- Instructions for the task:
Determine the count of lines in the following entries that contain the string "types". Write only the number.

────────────────

//! CLI interface for poly-crowd
//!
//! Provides subcommands for:
//! - `run`: Start the trading loop
//! - `scan`: Scan the current market once and report
//! - `status`: Show recent trades and aggregate stats
//! - `config`: Show the resolved configuration

mod run;
mod scan;
mod status;

pub use run::RunArgs;
pub use scan::ScanArgs;
pub use status::StatusArgs;

use clap::{Parser, Subcommand};

#[derive(Parser, Debug)]
#[command(name = "poly-crowd")]
#[command(about = "Crowd-following trading bot for Polymarket 15-minute BTC up/down markets")]
#[command(version)]
pub struct Cli {
    #[command(subcommand)]
    pub command: Commands,

    /// Path to configuration file
    #[arg(short, long, default_value = "config.toml")]
    pub config: String,
}

#[derive(Subcommand, Debug)]
pub enum Commands {
    /// Start the trading loop
    Run(RunArgs),
    /// Scan the current market once and report
    Scan(ScanArgs),
    /// Show recent trades and aggregate stats
    Status(StatusArgs),
    /// Show the resolved configuration
    Config,
}
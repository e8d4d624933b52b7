//! Order execution
//!
//! Paper and live order paths behind one executor, with a bounded retry
//! combinator for live submissions.

mod executor;
mod retry;
mod types;

pub use executor::OrderExecutor;
pub use retry::{retry_with_backoff, RetryExhausted, RetryPolicy};
pub use types::{Confirmation, ExecutionError, FillStatus};
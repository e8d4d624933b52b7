//! Risk management module
//!
//! Position limits, the position ledger, and trade metrics. Each component
//! owns one lock and is shared by handle; none holds its lock across an
//! await.

mod ledger;
mod limits;
mod metrics;

pub use ledger::{
    CloseReason, ClosedPosition, LedgerError, LedgerSummary, Position, PositionLedger,
    PositionMark,
};
pub use limits::{LimitBreach, LimitsStatus, PositionLimits};
pub use metrics::{MetricsStatistics, TradeMetrics, TradeRecord};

────────────────

- Your solution:
2